The State Tax Commissioners have general supervision of the methods of raising taxes throughout the State. There are three of them appointed for three years, and they must visit every county in the State at least once in two years. Their salary is $6,000 a year each.
The State Board of Equalization, which consists of the tax commissioners and commissioners of the land office, has to equalize the assessments in each county, and fix the amount on which the State tax is to be levied.
The Superintendent of Banks controls the banks, trust companies, building and loan associations, which make reports to him quarterly, from which he in turn makes a report to the Legislature annually. His salary is $10,000, and his term three years.
The Superintendent of Insurance has control over all the insurance companies and reports annually to the Legislature. His salary is $10,000, and term three years.
The Commissioner of Health must be a physician. He has general oversight of the health of the State, and supervises the registration of births, marriages, and deaths in the towns and cities. His salary is $8,000, and he has a four-year term.
The Commissioner of Excise issues tax certificates for the sale of liquor and collects the excise tax, of which the State gets one-half, and the city or town in which the liquor is sold gets one-half. His salary is $7,000, term five years.
The Commissioner of Agriculture appoints the directors of farmers’ institutes, watches over the sale of food products that might be injurious to health, and has general care of the agricultural needs of the State. His salary is $8,000, term three years.
The Commissioner of Highways, who is in charge of State roads and improvements, serves for two years with a salary of $12,000 a year.
The Department of Labor, which is a very important branch of the State government, works to improve the conditions of labor.
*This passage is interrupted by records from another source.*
//! AI request and response types.

use serde::{Deserialize, Serialize};

/// Role in a chat conversation.
#[derive(Debug, Clone, Copy, PartialEq, Eq, Serialize, Deserialize)]
#[serde(rename_all = "lowercase")]
pub enum Role {
    System,
    User,
    Assistant,
}

impl Role {
    /// Map a role tag (`system`, `user`, `assistant`) to a role.
    pub fn from_tag(tag: &str) -> Option<Self> {
        match tag {
            "system" => Some(Self::System),
            "user" => Some(Self::User),
            "assistant" => Some(Self::Assistant),
            _ => None,
        }
    }

    pub fn as_str(&self) -> &'static str {
        match self {
            Self::System => "system",
            Self::User => "user",
            Self::Assistant => "assistant",
        }
    }
}

/// A message in a chat conversation.
#[derive(Debug, Clone, PartialEq, Serialize, Deserialize)]
pub struct ChatMessage {
    pub role: Role,
    pub content: String,
}

impl ChatMessage {
    pub fn new(role: Role, content: impl Into<String>) -> Self {
        Self {
            role,
            content: content.into(),
        }
    }

    pub fn system(content: impl Into<String>) -> Self {
        Self::new(Role::System, content)
    }

    pub fn user(content: impl Into<String>) -> Self {
        Self::new(Role::User, content)
    }

    pub fn assistant(content: impl Into<String>) -> Self {
        Self::new(Role::Assistant, content)
    }
}

/// Sampling and length parameters forwarded verbatim to the text backend.
///
/// The optional fields are legacy completion knobs; they are only sent when set.
#[derive(Debug, Clone, PartialEq, Serialize, Deserialize)]
pub struct GenerationParams {
    pub temperature: f32,
    pub max_tokens: u32,
    pub top_p: f32,
    pub frequency_penalty: f32,
    pub presence_penalty: f32,
    pub n: u32,
    pub stream: bool,
    #[serde(default, skip_serializing_if = "Option::is_none")]
    pub best_of: Option<u32>,
    #[serde(default, skip_serializing_if = "Option::is_none")]
    pub logprobs: Option<bool>,
    #[serde(default, skip_serializing_if = "Option::is_none")]
    pub echo: Option<bool>,
}

impl Default for GenerationParams {
    fn default() -> Self {
        Self {
            temperature: 0.8,
            max_tokens: 2000,
            top_p: 1.0,
            frequency_penalty: 0.0,
            presence_penalty: 0.0,
            n: 1,
            stream: false,
            best_of: None,
            logprobs: None,
            echo: None,
        }
    }
}

/// Request body for a chat completion.
#[derive(Debug, Clone, PartialEq, Serialize, Deserialize)]
pub struct CompletionRequest {
    pub model: String,
    pub messages: Vec<ChatMessage>,
    #[serde(flatten)]
    pub params: GenerationParams,
}

/// Request body for image generation.
#[derive(Debug, Clone, PartialEq, Serialize, Deserialize)]
pub struct ImageRequest {
    pub model: String,
    pub prompt: String,
    pub n: u32,
    pub size: String,
}

/// Token usage information.
#[derive(Debug, Clone, Default, PartialEq, Serialize, Deserialize)]
pub struct Usage {
    #[serde(default)]
    pub prompt_tokens: u32,
    #[serde(default)]
    pub completion_tokens: u32,
    #[serde(default)]
    pub total_tokens: u32,
}
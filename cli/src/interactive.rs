//! Menu-driven session over any line-based input.

use std::io::{BufRead, Write};

use anyhow::Result;
use larder_core::{Ingredient, RecipeManager, Submission};

use crate::output;

const MENU: &str =
    "Continue? (1 or blank: add an item, 2: submit recipe, 3: remove an item, 4: remove all items, q: quit)";

#[derive(Debug, Clone, Copy, PartialEq, Eq)]
enum Action {
    Add,
    Submit,
    Remove,
    RemoveAll,
    Quit,
}

impl Action {
    fn from_input(input: &str) -> Option<Self> {
        match input.trim() {
            "" | "1" => Some(Action::Add),
            "2" => Some(Action::Submit),
            "3" => Some(Action::Remove),
            "4" => Some(Action::RemoveAll),
            "q" | "Q" | "quit" | "exit" => Some(Action::Quit),
            _ => None,
        }
    }
}

pub struct Session<'a, R, W> {
    manager: &'a RecipeManager,
    input: R,
    output: W,
    markdown: bool,
}

impl<'a, R: BufRead, W: Write> Session<'a, R, W> {
    pub fn new(manager: &'a RecipeManager, input: R, output: W, markdown: bool) -> Self {
        Self {
            manager,
            input,
            output,
            markdown,
        }
    }

    /// Print `question` and read one line. `None` at end of input.
    fn ask(&mut self, question: &str) -> Result<Option<String>> {
        write!(self.output, "{} ", question)?;
        self.output.flush()?;

        let mut line = String::new();
        if self.input.read_line(&mut line)? == 0 {
            return Ok(None);
        }
        Ok(Some(line.trim_end_matches(['\r', '\n']).to_string()))
    }

    pub async fn run(&mut self) -> Result<()> {
        let Some(answer) =
            self.ask("Delete the stored ingredient list first? (1: delete, blank: keep)")?
        else {
            return Ok(());
        };
        if answer.trim() == "1" {
            self.manager.store().clear()?;
            writeln!(self.output, "Ingredient list cleared.")?;
        }

        loop {
            let Some(choice) = self.ask(MENU)? else {
                return Ok(());
            };

            let Some(action) = Action::from_input(&choice) else {
                writeln!(
                    self.output,
                    "Error: invalid choice '{}'. Enter blank, 1, 2, 3, 4 or q.",
                    choice.trim()
                )?;
                continue;
            };

            let result = match action {
                Action::Quit => return Ok(()),
                Action::Add => self.add_item(),
                Action::Remove => self.remove_item(),
                Action::RemoveAll => self.remove_all(),
                Action::Submit => self.submit().await,
            };

            match result {
                Ok(true) => {}
                Ok(false) => return Ok(()),
                Err(e) => {
                    tracing::warn!(action = ?action, error = %e, "menu action failed");
                    writeln!(self.output, "Error: {:#}", e)?;
                }
            }
        }
    }

    // Each action returns Ok(false) when input ran out mid-action.

    fn add_item(&mut self) -> Result<bool> {
        let Some(raw) =
            self.ask("Enter the name, quantity and unit of the item (e.g. apples-2-pounds):")?
        else {
            return Ok(false);
        };
        let ingredient: Ingredient = raw.parse()?;
        self.manager.store().add(ingredient.clone())?;
        writeln!(self.output, "Added {}.", ingredient)?;
        Ok(true)
    }

    fn remove_item(&mut self) -> Result<bool> {
        let Some(name) = self.ask("Enter the name of the item to remove:")? else {
            return Ok(false);
        };
        let removed = self.manager.store().remove(name.trim())?;
        if removed == 0 {
            writeln!(self.output, "No item named '{}'.", name.trim())?;
        } else {
            writeln!(self.output, "Removed {}.", name.trim())?;
        }
        Ok(true)
    }

    fn remove_all(&mut self) -> Result<bool> {
        self.manager.store().clear()?;
        writeln!(self.output, "Ingredient list cleared.")?;
        Ok(true)
    }

    async fn submit(&mut self) -> Result<bool> {
        let Some(instructions) = self.ask(
            "Instructions for the recipe (dish type, cuisine, allergies, servings, time limit...). Leave blank for none:",
        )?
        else {
            return Ok(false);
        };

        let is_strict = loop {
            let Some(answer) = self.ask("Use only the listed ingredients? (yes/no)")? else {
                return Ok(false);
            };
            match answer.trim().to_ascii_lowercase().as_str() {
                "yes" | "y" => break true,
                "no" | "n" => break false,
                other => writeln!(self.output, "Please enter 'yes' or 'no', not '{}'.", other)?,
            }
        };

        writeln!(self.output, "Asking for a recipe...")?;
        let submission = Submission {
            instructions: instructions.trim().to_string(),
            is_strict,
            generate_image: true,
        };
        let outcome = self.manager.submit(&submission).await?;
        output::print_outcome(&mut self.output, &outcome, self.markdown)?;
        Ok(true)
    }
}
There are five commissioners who serve six years, each with a salary of $8,000. In this department are several bureaus: viz., Inspection, Employment, Workmen’s Compensation, Mediation and Arbitration, Statistics and Information, Industries, and Immigration.
The Conservation Commissioner controls departments for preserving and propagating fish and game, for protecting lands and forests, and the control of inland waters. He appoints a head for each division. (Forests owned by the State must be kept wild. They may not be loaned, sold, or exchanged, and no wood may be cut.) He serves six years, with a salary of $8,000 a year.
The Civil Service Commission consists of three commissioners who have the duty of determining the rules with which to test the fitness of applicants for employment under the civil service laws. The civil service is intended to prevent the appointment of men to government positions through partisan politics or personal “pull.” Positions are classified, competitive examinations are held, and appointments made in order of merit. The custom has usually been to have separate lists made out of men and women, and it has been complained that preference has been given to the men’s lists.
There is a Superintendent of Public Works, with a salary of $8,000; a Superintendent of Prisons, salary of $6,000, and a State Commission of Prisons of seven members who get $10 a day each for each day of service; a State Board of Charities; a State Hospital Commission in Lunacy of three members, the president of which is paid $7,000, and other members $5,000.
There is also a State Food Commission of three members who serve without pay, appointed only for the period of the war, and a recently created Farms and Markets Council.
While most of the heads of the administrative departments of the State government are appointed by the Governor, the terms of office of many of them are longer than the term of the Governor who appoints them. As a consequence, a Governor may be in office, and important departments like the Excise Commission, the Public Health and Public Service, and Industrial Commissions, may be in the hands of appointees of a preceding Governor. They can be removed from office only by preferring charges and after a hearing. Also certain other important State officials, including the Comptroller and the Secretary of State, are elected by the people, and may differ radically from the Governor on questions of public policy. They may even belong to a different political party.
It is by some considered a weakness in the management of the affairs of the State, that the conduct of some of the most important departments of an administration may be out of the control of the Governor who is responsible for them.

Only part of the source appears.